This Joplin plugin allows you to create user-defined **hotstrings** and **hotkeys**. When a **hotstring** or **hotkey** is activated, it will replace or insert user-defined text.

Readme

Joplin Plugin - Hotstrings & Hotkeys

This Joplin plugin allows you to create user-defined hotstrings and hotkeys. When a hotstring or hotkey is activated, it will replace or insert user-defined text.

Version: 1.0.1

Installation

  • Open Joplin and navigate to Preferences > Plugins
  • Search for Hotstrings & Hotkeys and click install
  • Restart Joplin

Uninstall

  • Open Joplin and navigate to Tools > Options > Plugins
  • Find the Hotstrings & Hotkeys plugin
  • Press Delete to remove the plugin, or click the toggle to disable it
  • Restart Joplin

Usage

Config note

In order to use this plugin, you must first select a note to act as the configuration file for this plugin.
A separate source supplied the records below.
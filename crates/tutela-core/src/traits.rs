//! Storage traits consumed by the access-control layer
//!
//! The durable engine behind these traits is a collaborator, not part of
//! this workspace; `tutela-store` ships in-memory reference implementations.

use crate::{
    config::DocumentOrder, criteria::Criteria, error::Result, ids::*, models::*,
};
use async_trait::async_trait;
use std::collections::HashSet;

// =============================================================================
// Permission storage
// =============================================================================

/// Permission rows plus their user/group grant tables.
///
/// Grant mutations are idempotent: granting an already-held permission or
/// revoking an absent one succeeds silently.
#[async_trait]
pub trait PermissionRepository: Send + Sync {
    /// Insert a permission; fails with `NotUnique` when the
    /// (content_type, codename) pair already exists
    async fn create(&self, permission: &Permission) -> Result<Permission>;

    async fn get_by_id(&self, id: PermissionId) -> Result<Option<Permission>>;

    async fn get_by_codename(
        &self,
        content_type: &str,
        codename: &str,
    ) -> Result<Option<Permission>>;

    async fn list_by_content_type(&self, content_type: &str) -> Result<Vec<Permission>>;

    /// Delete the row and every grant referencing it
    async fn delete(&self, id: PermissionId) -> Result<()>;

    async fn grant_to_user(&self, user_id: UserId, permission_id: PermissionId) -> Result<()>;

    async fn revoke_from_user(&self, user_id: UserId, permission_id: PermissionId) -> Result<()>;

    async fn grant_to_group(&self, group_id: GroupId, permission_id: PermissionId) -> Result<()>;

    async fn revoke_from_group(&self, group_id: GroupId, permission_id: PermissionId)
        -> Result<()>;

    /// Permissions granted to the user directly (group grants not included)
    async fn permissions_for_user(&self, user_id: UserId) -> Result<HashSet<PermissionId>>;

    async fn permissions_for_group(&self, group_id: GroupId) -> Result<HashSet<PermissionId>>;
}

// =============================================================================
// Group storage
// =============================================================================

#[async_trait]
pub trait GroupRepository: Send + Sync {
    /// Insert a group; fails with `NotUnique` when the name is taken
    async fn create(&self, group: &Group) -> Result<Group>;

    async fn get_by_id(&self, id: GroupId) -> Result<Option<Group>>;

    /// Absence is `Ok(None)`, not an error
    async fn get_by_name(&self, name: &str) -> Result<Option<Group>>;

    async fn add_member(&self, group_id: GroupId, user_id: UserId) -> Result<()>;

    async fn remove_member(&self, group_id: GroupId, user_id: UserId) -> Result<()>;

    async fn groups_for_user(&self, user_id: UserId) -> Result<Vec<Group>>;
}

// =============================================================================
// Workspace storage
// =============================================================================

#[async_trait]
pub trait WorkspaceRepository: Send + Sync {
    /// Insert a workspace; fails with `NotUnique` when the owner already has
    /// a workspace of that title
    async fn create(&self, workspace: &Workspace) -> Result<Workspace>;

    async fn get_by_id(&self, id: WorkspaceId) -> Result<Option<Workspace>>;

    async fn get_by_title_and_owner(
        &self,
        title: &str,
        owner: Option<&UserId>,
    ) -> Result<Option<Workspace>>;

    async fn list(&self) -> Result<Vec<Workspace>>;

    async fn list_public(&self) -> Result<Vec<Workspace>>;

    async fn list_by_owner(&self, owner: &UserId) -> Result<Vec<Workspace>>;

    /// The distinguished ownerless workspace, if one has been created
    async fn get_global(&self) -> Result<Option<Workspace>>;

    async fn update(&self, workspace: &Workspace) -> Result<Workspace>;

    async fn delete(&self, id: WorkspaceId) -> Result<()>;
}

// =============================================================================
// Document storage
// =============================================================================

#[async_trait]
pub trait DocumentRepository: Send + Sync {
    async fn create(&self, document: &Document) -> Result<Document>;

    async fn get_by_id(&self, id: DocumentId) -> Result<Option<Document>>;

    async fn update(&self, document: &Document) -> Result<Document>;

    async fn delete(&self, id: DocumentId) -> Result<()>;

    /// Evaluate a criteria tree and return matching documents in the given
    /// order
    async fn query(&self, criteria: &Criteria, order: DocumentOrder) -> Result<Vec<Document>>;
}

// =============================================================================
// Preferences storage
// =============================================================================

#[async_trait]
pub trait PreferencesRepository: Send + Sync {
    async fn get_by_owner(&self, owner: UserId) -> Result<Option<UserPreferences>>;

    async fn upsert(&self, preferences: &UserPreferences) -> Result<UserPreferences>;

    async fn delete_by_owner(&self, owner: UserId) -> Result<()>;
}
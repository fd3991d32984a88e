//! Deployment configuration for the access-control layer
//!
//! Flags are read once at startup and treated as fixed for the process
//! lifetime.

use crate::error::Result;
use serde::Deserialize;

/// Sort applied to document list queries when the caller does not specify one
#[derive(Debug, Clone, Copy, Default, PartialEq, Eq, Deserialize)]
#[serde(rename_all = "snake_case")]
pub enum DocumentOrder {
    #[default]
    NewestFirst,
    OldestFirst,
    TitleAsc,
}

/// Process-wide access-control switches
#[derive(Debug, Clone, Deserialize)]
pub struct AccessConfig {
    /// Whether public data may be turned private again. When off, public
    /// workspaces cannot be deleted or privatized and documents cannot be
    /// moved out of a public workspace into a private one.
    #[serde(default = "default_true")]
    pub can_set_public_data_to_private: bool,

    /// Whether anonymous callers may read documents in public workspaces
    #[serde(default)]
    pub can_anonymous_access_public_document: bool,

    /// Whether workspaces may be made public at all
    #[serde(default = "default_true")]
    pub can_set_workspace_public: bool,

    /// Re-verify whole result lists after the query rewrite. The rewrite is
    /// the correctness guarantee; this pass is defense in depth.
    #[serde(default)]
    pub verify_document_access: bool,

    #[serde(default)]
    pub default_order: DocumentOrder,
}

impl Default for AccessConfig {
    fn default() -> Self {
        Self {
            can_set_public_data_to_private: true,
            can_anonymous_access_public_document: false,
            can_set_workspace_public: true,
            verify_document_access: false,
            default_order: DocumentOrder::NewestFirst,
        }
    }
}

fn default_true() -> bool {
    true
}

impl AccessConfig {
    /// Load from the environment with `TUTELA`-prefixed overrides, e.g.
    /// `TUTELA__CAN_SET_WORKSPACE_PUBLIC=false`
    pub fn load() -> Result<Self> {
        let config = config::Config::builder()
            .set_default("can_set_public_data_to_private", true)?
            .set_default("can_set_workspace_public", true)?
            .add_source(config::Environment::with_prefix("TUTELA").separator("__"))
            .build()?;

        Ok(config.try_deserialize()?)
    }
}
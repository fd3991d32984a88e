//! In-memory storage layer for Tutela
//!
//! Reference implementations of the `tutela-core` repository traits. They
//! enforce the same uniqueness and not-found semantics a durable engine
//! would, so the policy layer behaves identically against either.

pub mod repositories;


pub use repositories::*;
Any note can be used - even an existing one. To select a note, simply open it, and replace the first line of the note with the text !!!HOTSTRINGS!!! and nothing else. The first line will be replaced with a message noting the note has been claimed successfully. No other note content will be modified or deleted.

If you prefer, you can also manually enter a note's ID into the plugin's settings page instead. The above process does this automatically.

Once a note has been claimed, you can start defining hotstrings and hotkeys in it, which will then work in any note.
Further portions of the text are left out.